[Opening AVAILABLE RECORDS section]

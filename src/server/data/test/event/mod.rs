use crate::server::{
    data::event::EventRepository,
    model::event::{CreateEventParam, UpdateEventParam},
};
use chrono::NaiveDate;
use sea_orm::{DbErr, EntityTrait, PaginatorTrait};
use test_utils::{builder::TestBuilder, factory};

mod create;
mod delete;
mod find_by_group_id;
mod update;

fn create_params(name: &str, group_ids: Vec<i32>) -> CreateEventParam {
    CreateEventParam {
        name: name.to_string(),
        start_date: NaiveDate::from_ymd_opt(2025, 7, 15).unwrap(),
        end_date: NaiveDate::from_ymd_opt(2025, 7, 22).unwrap(),
        meeting_point: "Scout Hall".to_string(),
        location: "Lake Campground".to_string(),
        group_ids,
        cost: "150 EUR".to_string(),
        additional_info: "Bring sleeping bag".to_string(),
    }
}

[Closing AVAILABLE RECORDS section]

Please write out every line of the data exactly.

RESULT:
filename src/server/data/test/event/mod.rs
use crate::server::{
    data::event::EventRepository,
    model::event::{CreateEventParam, UpdateEventParam},
};
use chrono::NaiveDate;
use sea_orm::{DbErr, EntityTrait, PaginatorTrait};
use test_utils::{builder::TestBuilder, factory};

mod create;
mod delete;
mod find_by_group_id;
mod update;

fn create_params(name: &str, group_ids: Vec<i32>) -> CreateEventParam {
    CreateEventParam {
        name: name.to_string(),
        start_date: NaiveDate::from_ymd_opt(2025, 7, 15).unwrap(),
        end_date: NaiveDate::from_ymd_opt(2025, 7, 22).unwrap(),
        meeting_point: "Scout Hall".to_string(),
        location: "Lake Campground".to_string(),
        group_ids,
        cost: "150 EUR".to_string(),
        additional_info: "Bring sleeping bag".to_string(),
    }
}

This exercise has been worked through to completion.